In January 2003, the Walskis brought a complaint against Stoneridge within the arbitration
action. As in their McHenry County action, the Walskis alleged that Stoneridge had breached the
purchase contract and the implied warranty of habitability.
Stoneridge was initially defended in the McHenry County and arbitration actions by its
private attorney, Thomas Scherschel of O'Hagan, Smith & Amundsen. Essex then agreed to defend
Stoneridge under a reservation of rights, and in February 2003, it retained Jack Riley of Johnson &
Bell to defend Stoneridge. Riley substituted his appearance for Scherschel's.
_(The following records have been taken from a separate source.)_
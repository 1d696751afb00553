//! Config validation: unknown-key detection with Levenshtein suggestions
//! and physical range checks.
//!
//! Two-pass parse approach: first deserialize raw TOML into `toml::Value`,
//! walk the key tree, compare against known field names, and emit warnings
//! with "did you mean?" suggestions. Then proceed with normal serde
//! deserialization. Unknown keys never break a config.

use std::collections::HashSet;

use crate::petrophysics::DENSITY_TOLERANCE;

/// A non-fatal config warning (typo, suspicious value).
#[derive(Debug, Clone)]
pub struct ValidationWarning {
    pub field: String,
    pub message: String,
    pub suggestion: Option<String>,
}

impl std::fmt::Display for ValidationWarning {
    fn fmt(&self, f: &mut std::fmt::Formatter<'_>) -> std::fmt::Result {
        write!(f, "{}", self.message)?;
        if let Some(ref s) = self.suggestion {
            write!(f, " - did you mean '{s}'?")?;
        }
        Ok(())
    }
}

// ============================================================================
// Known Config Keys
// ============================================================================

/// Returns the complete set of valid dotted key paths for WellConfig.
///
/// Maintained by hand to match the structs in well_config.rs and types/.
pub fn known_config_keys() -> HashSet<&'static str> {
    let keys: &[&str] = &[
        // [well]
        "well",
        "well.name",
        "well.field",
        // [density]
        "density",
        "density.rho_matrix",
        "density.rho_fluid",
        // [archie]
        "archie",
        "archie.a",
        "archie.m",
        "archie.n",
        "archie.rw",
        // [zones]
        "zones",
        "zones.gas_resistivity",
        "zones.gas_porosity",
        "zones.oil_resistivity_low",
        "zones.oil_resistivity_high",
        "zones.oil_porosity",
    ];
    keys.iter().copied().collect()
}

// ============================================================================
// TOML Key Walking
// ============================================================================

/// Recursively walks a `toml::Value` tree and collects all dotted key paths.
///
/// For example, a table `{ a = { b = 1, c = 2 } }` yields:
/// `["a", "a.b", "a.c"]`
pub fn walk_toml_keys(value: &toml::Value, prefix: &str) -> Vec<String> {
    let mut keys = Vec::new();
    if let Some(table) = value.as_table() {
        for (k, v) in table {
            let path = if prefix.is_empty() {
                k.clone()
            } else {
                format!("{prefix}.{k}")
            };
            keys.push(path.clone());
            if v.is_table() {
                keys.extend(walk_toml_keys(v, &path));
            }
        }
    }
    keys
}

// ============================================================================
// Levenshtein Distance
// ============================================================================

/// Compute the Levenshtein edit distance between two strings.
fn levenshtein(a: &str, b: &str) -> usize {
    let b_chars: Vec<char> = b.chars().collect();
    let b_len = b_chars.len();
    if a.is_empty() {
        return b_len;
    }
    if b_len == 0 {
        return a.chars().count();
    }

    let mut prev: Vec<usize> = (0..=b_len).collect();
    let mut curr = vec![0; b_len + 1];

    for (i, ca) in a.chars().enumerate() {
        curr[0] = i + 1;
        for (j, &cb) in b_chars.iter().enumerate() {
            let cost = usize::from(ca != cb);
            curr[j + 1] = (prev[j + 1] + 1).min(curr[j] + 1).min(prev[j] + cost);
        }
        std::mem::swap(&mut prev, &mut curr);
    }

    prev[b_len]
}

/// Suggest the closest known key for an unknown key, if within edit distance 3.
pub fn suggest_correction(unknown: &str, known: &HashSet<&str>) -> Option<String> {
    known
        .iter()
        .map(|&k| (k, levenshtein(unknown, k)))
        .filter(|&(_, dist)| dist <= 3)
        .min_by(|a, b| a.1.cmp(&b.1).then_with(|| a.0.cmp(b.0)))
        .map(|(k, _)| k.to_string())
}

// ============================================================================
// Unknown Key Validation (entry point)
// ============================================================================

/// Parse a raw TOML string and return warnings for any unknown config keys.
///
/// This does NOT fail on unknown keys - it only warns.
pub fn validate_unknown_keys(raw_toml: &str) -> Vec<ValidationWarning> {
    let value: toml::Value = match raw_toml.parse() {
        Ok(v) => v,
        Err(_) => return Vec::new(), // parse errors are handled by serde later
    };

    let known = known_config_keys();
    walk_toml_keys(&value, "")
        .into_iter()
        .filter(|key| !known.contains(key.as_str()))
        .map(|key| ValidationWarning {
            suggestion: suggest_correction(&key, &known),
            message: format!("Unknown config key '{key}'"),
            field: key,
        })
        .collect()
}

// ============================================================================
// Physical Range Validation
// ============================================================================

/// Validate physical ranges on a parsed WellConfig.
///
/// Returns (errors, warnings). Errors are values the pipeline cannot use;
/// warnings are unusual for sedimentary rocks but still computable.
pub fn validate_physical_ranges(
    config: &super::WellConfig,
) -> (Vec<String>, Vec<ValidationWarning>) {
    let mut errors = Vec::new();
    let mut warnings = Vec::new();

    let d = &config.density;
    let a = &config.archie;
    let z = &config.zones;

    let numbers = [
        ("density.rho_matrix", d.rho_matrix),
        ("density.rho_fluid", d.rho_fluid),
        ("archie.a", a.a),
        ("archie.m", a.m),
        ("archie.n", a.n),
        ("archie.rw", a.rw),
        ("zones.gas_resistivity", z.gas_resistivity),
        ("zones.gas_porosity", z.gas_porosity),
        ("zones.oil_resistivity_low", z.oil_resistivity_low),
        ("zones.oil_resistivity_high", z.oil_resistivity_high),
        ("zones.oil_porosity", z.oil_porosity),
    ];
    // NaN/Inf comparisons silently pass - catch them explicitly
    for (name, value) in numbers {
        if !value.is_finite() {
            errors.push(format!("{name} must be finite (got {value})"));
        }
    }
    if !errors.is_empty() {
        return (errors, warnings);
    }

    // Densities: porosity divides by (rho_matrix - rho_fluid)
    if d.rho_matrix <= 0.0 || d.rho_fluid <= 0.0 {
        errors.push(format!(
            "density.rho_matrix ({:.3}) and density.rho_fluid ({:.3}) must be > 0",
            d.rho_matrix, d.rho_fluid
        ));
    }
    if (d.rho_matrix - d.rho_fluid).abs() <= DENSITY_TOLERANCE {
        errors.push(format!(
            "density.rho_matrix ({:.3}) must differ from density.rho_fluid ({:.3})",
            d.rho_matrix, d.rho_fluid
        ));
    }

    // Archie: n is used as 1/n, a and Rw scale the numerator
    if a.n == 0.0 {
        errors.push("archie.n must be non-zero (used as 1/n)".to_string());
    }
    if a.a <= 0.0 {
        errors.push(format!("archie.a = {:.3} must be > 0", a.a));
    }
    if a.rw <= 0.0 {
        errors.push(format!("archie.rw = {:.4} must be > 0", a.rw));
    }

    // Zones: the oil window must not be inverted
    if z.oil_resistivity_low > z.oil_resistivity_high {
        errors.push(format!(
            "zones.oil_resistivity_low ({:.1}) must be <= oil_resistivity_high ({:.1})",
            z.oil_resistivity_low, z.oil_resistivity_high
        ));
    }

    // Matrix density: 2.0-3.1 g/cm³ covers coal-free sedimentary minerals
    if !(2.0..=3.1).contains(&d.rho_matrix) {
        warnings.push(range_warning("density.rho_matrix", d.rho_matrix, "2.0-3.1 g/cm³"));
    }
    // Fluid density: light oil to saturated brine
    if !(0.6..=1.3).contains(&d.rho_fluid) {
        warnings.push(range_warning("density.rho_fluid", d.rho_fluid, "0.6-1.3 g/cm³"));
    }
    if d.rho_fluid >= d.rho_matrix {
        warnings.push(ValidationWarning {
            field: "density.rho_fluid".to_string(),
            message: format!(
                "rho_fluid ({:.3}) is not below rho_matrix ({:.3}) - porosity will invert",
                d.rho_fluid, d.rho_matrix
            ),
            suggestion: None,
        });
    }
    if !(1.0..=3.0).contains(&a.m) {
        warnings.push(range_warning("archie.m", a.m, "1.0-3.0"));
    }
    if !(1.0..=3.0).contains(&a.n) {
        warnings.push(range_warning("archie.n", a.n, "1.0-3.0"));
    }
    for (name, value) in [
        ("zones.gas_porosity", z.gas_porosity),
        ("zones.oil_porosity", z.oil_porosity),
    ] {
        if !(0.0..=1.0).contains(&value) {
            warnings.push(range_warning(name, value, "0-1 (fraction)"));
        }
    }
    if z.gas_resistivity < z.oil_resistivity_high {
        warnings.push(ValidationWarning {
            field: "zones.gas_resistivity".to_string(),
            message: format!(
                "gas_resistivity ({:.1}) overlaps the oil window (<= {:.1}) - gas takes precedence",
                z.gas_resistivity, z.oil_resistivity_high
            ),
            suggestion: None,
        });
    }

    (errors, warnings)
}

fn range_warning(field: &str, value: f64, range: &str) -> ValidationWarning {
    ValidationWarning {
        field: field.to_string(),
        message: format!("{field} = {value:.3} is outside typical range ({range})"),
        suggestion: None,
    }
}

// ============================================================================
// Tests
// ============================================================================
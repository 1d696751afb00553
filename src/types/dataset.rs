//! Columnar well-log dataset indexed by depth

use serde::{Deserialize, Serialize};
use std::collections::BTreeMap;
use thiserror::Error;

use super::{DatasetState, ZoneLabel};

/// Fixed curve names shared with upstream loaders and downstream consumers.
///
/// Names are case-sensitive.
pub mod curves {
    /// Index curve - never transformed
    pub const DEPTH: &str = "Depth";
    /// Bulk density log (g/cm³)
    pub const BULK_DENSITY: &str = "RHOB";
    /// Deep induction resistivity log (ohm·m)
    pub const DEEP_RESISTIVITY: &str = "RILD";

    /// Output of the porosity estimator
    pub const POROSITY: &str = "porosity";
    /// Output of the saturation estimator
    pub const WATER_SATURATION: &str = "water_saturation";
    /// Output of the zone classifier
    pub const HYDROCARBON_ZONE: &str = "hydrocarbon_zone";
}

/// Errors raised while building or extending a dataset
#[derive(Debug, Clone, PartialEq, Error)]
pub enum DatasetError {
    #[error("curve '{curve}' has {actual} samples, dataset has {expected}")]
    LengthMismatch {
        curve: String,
        expected: usize,
        actual: usize,
    },

    #[error("curve '{0}' already exists")]
    DuplicateCurve(String),

    #[error("the Depth curve is the dataset index and cannot be replaced")]
    DepthImmutable,

    #[error("sample {row} is missing the Depth curve")]
    MissingDepth { row: usize },

    #[error("Depth at row {row} is not a finite number ({value})")]
    InvalidDepth { row: usize, value: f64 },

    #[error("sample {row} does not share the curve set of sample 0")]
    InconsistentSample { row: usize },

    #[error("dataset has no samples")]
    Empty,
}

/// Values of a single curve
#[derive(Debug, Clone, PartialEq, Serialize, Deserialize)]
#[serde(tag = "kind", content = "values", rename_all = "snake_case")]
pub enum CurveData {
    /// Plain numeric curve (measured logs, porosity)
    Numeric(Vec<f64>),
    /// Numeric curve with explicit invalid markers (`None`)
    Nullable(Vec<Option<f64>>),
    /// Categorical zone labels
    Zone(Vec<ZoneLabel>),
}

impl CurveData {
    pub fn len(&self) -> usize {
        match self {
            CurveData::Numeric(v) => v.len(),
            CurveData::Nullable(v) => v.len(),
            CurveData::Zone(v) => v.len(),
        }
    }

    pub fn is_empty(&self) -> bool {
        self.len() == 0
    }

    /// Cell text for tabular export. Invalid markers render empty.
    pub fn cell_text(&self, row: usize) -> String {
        match self {
            CurveData::Numeric(v) => v.get(row).map(f64::to_string).unwrap_or_default(),
            CurveData::Nullable(v) => v
                .get(row)
                .copied()
                .flatten()
                .map(|x| x.to_string())
                .unwrap_or_default(),
            CurveData::Zone(v) => v.get(row).map(|z| z.to_string()).unwrap_or_default(),
        }
    }
}

/// A named curve
#[derive(Debug, Clone, PartialEq, Serialize, Deserialize)]
pub struct Curve {
    pub name: String,
    pub data: CurveData,
}

/// Well-log samples stored column-wise
///
/// Every curve has exactly one value per sample, so row `i` of any curve
/// belongs to `depth()[i]`. The Depth curve is always first and is never
/// rewritten. Rows are kept in the order supplied; they need not be sorted.
#[derive(Debug, Clone, PartialEq, Serialize, Deserialize)]
pub struct WellLogDataset {
    curves: Vec<Curve>,
}

impl WellLogDataset {
    /// Create a dataset from its depth index.
    pub fn new(depth: Vec<f64>) -> Result<Self, DatasetError> {
        if let Some((row, &value)) = depth.iter().enumerate().find(|(_, d)| !d.is_finite()) {
            return Err(DatasetError::InvalidDepth { row, value });
        }
        Ok(Self {
            curves: vec![Curve {
                name: curves::DEPTH.to_string(),
                data: CurveData::Numeric(depth),
            }],
        })
    }

    /// Build from row-oriented samples (curve name -> value).
    ///
    /// All samples must carry the same curve names, including Depth.
    pub fn from_samples(samples: &[BTreeMap<String, f64>]) -> Result<Self, DatasetError> {
        let first = samples.first().ok_or(DatasetError::Empty)?;
        for (row, sample) in samples.iter().enumerate() {
            if !sample.contains_key(curves::DEPTH) {
                return Err(DatasetError::MissingDepth { row });
            }
            if sample.len() != first.len() || !sample.keys().all(|k| first.contains_key(k)) {
                return Err(DatasetError::InconsistentSample { row });
            }
        }

        let depth = samples.iter().map(|s| s[curves::DEPTH]).collect();
        let mut dataset = Self::new(depth)?;
        for name in first.keys().filter(|k| k.as_str() != curves::DEPTH) {
            let values = samples.iter().map(|s| s[name]).collect();
            dataset.insert_curve(name, CurveData::Numeric(values))?;
        }
        Ok(dataset)
    }

    /// Builder-style variant of [`insert_curve`](Self::insert_curve) for numeric curves.
    pub fn with_curve(mut self, name: &str, values: Vec<f64>) -> Result<Self, DatasetError> {
        self.insert_curve(name, CurveData::Numeric(values))?;
        Ok(self)
    }

    /// Add a new curve. Fails on length mismatch, duplicates and Depth.
    pub fn insert_curve(&mut self, name: &str, data: CurveData) -> Result<(), DatasetError> {
        if name == curves::DEPTH {
            return Err(DatasetError::DepthImmutable);
        }
        if self.has_curve(name) {
            return Err(DatasetError::DuplicateCurve(name.to_string()));
        }
        self.check_length(name, &data)?;
        self.curves.push(Curve {
            name: name.to_string(),
            data,
        });
        Ok(())
    }

    /// Write a derived curve, replacing any previous values in place so the
    /// column order stays stable across re-runs.
    pub(crate) fn set_curve(&mut self, name: &str, data: CurveData) -> Result<(), DatasetError> {
        if name == curves::DEPTH {
            return Err(DatasetError::DepthImmutable);
        }
        self.check_length(name, &data)?;
        match self.curves.iter_mut().find(|c| c.name == name) {
            Some(curve) => curve.data = data,
            None => self.curves.push(Curve {
                name: name.to_string(),
                data,
            }),
        }
        Ok(())
    }

    fn check_length(&self, name: &str, data: &CurveData) -> Result<(), DatasetError> {
        if data.len() == self.len() {
            Ok(())
        } else {
            Err(DatasetError::LengthMismatch {
                curve: name.to_string(),
                expected: self.len(),
                actual: data.len(),
            })
        }
    }

    /// Number of depth samples
    pub fn len(&self) -> usize {
        self.curves.first().map_or(0, |c| c.data.len())
    }

    pub fn is_empty(&self) -> bool {
        self.len() == 0
    }

    /// The depth index
    pub fn depth(&self) -> &[f64] {
        match self.curves.first().map(|c| &c.data) {
            Some(CurveData::Numeric(v)) => v,
            _ => &[],
        }
    }

    pub fn curves(&self) -> &[Curve] {
        &self.curves
    }

    pub fn curve(&self, name: &str) -> Option<&Curve> {
        self.curves.iter().find(|c| c.name == name)
    }

    pub fn has_curve(&self, name: &str) -> bool {
        self.curve(name).is_some()
    }

    pub fn curve_names(&self) -> impl Iterator<Item = &str> {
        self.curves.iter().map(|c| c.name.as_str())
    }

    /// Values of a numeric curve, if present with that type
    pub fn numeric(&self, name: &str) -> Option<&[f64]> {
        match self.curve(name).map(|c| &c.data) {
            Some(CurveData::Numeric(v)) => Some(v),
            _ => None,
        }
    }

    /// Values of a nullable curve, if present with that type
    pub fn nullable(&self, name: &str) -> Option<&[Option<f64>]> {
        match self.curve(name).map(|c| &c.data) {
            Some(CurveData::Nullable(v)) => Some(v),
            _ => None,
        }
    }

    /// Labels of a zone curve, if present with that type
    pub fn zones(&self, name: &str) -> Option<&[ZoneLabel]> {
        match self.curve(name).map(|c| &c.data) {
            Some(CurveData::Zone(v)) => Some(v),
            _ => None,
        }
    }

    /// Porosity values, when the porosity estimator has run
    pub fn porosity(&self) -> Option<&[f64]> {
        self.numeric(curves::POROSITY)
    }

    /// Water saturation, `None` marking rows where Archie is undefined
    pub fn water_saturation(&self) -> Option<&[Option<f64>]> {
        self.nullable(curves::WATER_SATURATION)
    }

    pub fn hydrocarbon_zones(&self) -> Option<&[ZoneLabel]> {
        self.zones(curves::HYDROCARBON_ZONE)
    }

    /// Interpretation progress derived from the output curves present
    pub fn state(&self) -> DatasetState {
        DatasetState::from_outputs(
            self.porosity().is_some(),
            self.water_saturation().is_some(),
            self.hydrocarbon_zones().is_some(),
        )
    }
}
On April 10, 2003, Essex sent to Stoneridge a letter discussing Essex's coverage position and
reiterating its reservation of rights. In discussing the Walskis' arbitration complaint, Essex stated
that the Walskis were alleging that Stoneridge "breached [its] contract to convey a 'Unit' as that term
is 'understood' by the parties and allegedly breached the implied warranty of habitability." After
reciting some of the policy provisions, Essex stated:
"None of the complaints cited above alleges any 'bodily injury' within the definition cited
above. To the extent, however, the Walski Complaint, both in law and arbitration, and the
Highland Glen Counter-Complaint3 potentially allege[] 'property damage,' Essex agrees to
participate in the defense of Stone Ridge [sic] under a full and complete reservation of rights.
3
The Highland Glen Townhome Association (Association) was named as a defendant in the
Walskis' McHenry County action, and the Association filed a countercomplaint against Stoneridge.
The Association is not a party to this appeal.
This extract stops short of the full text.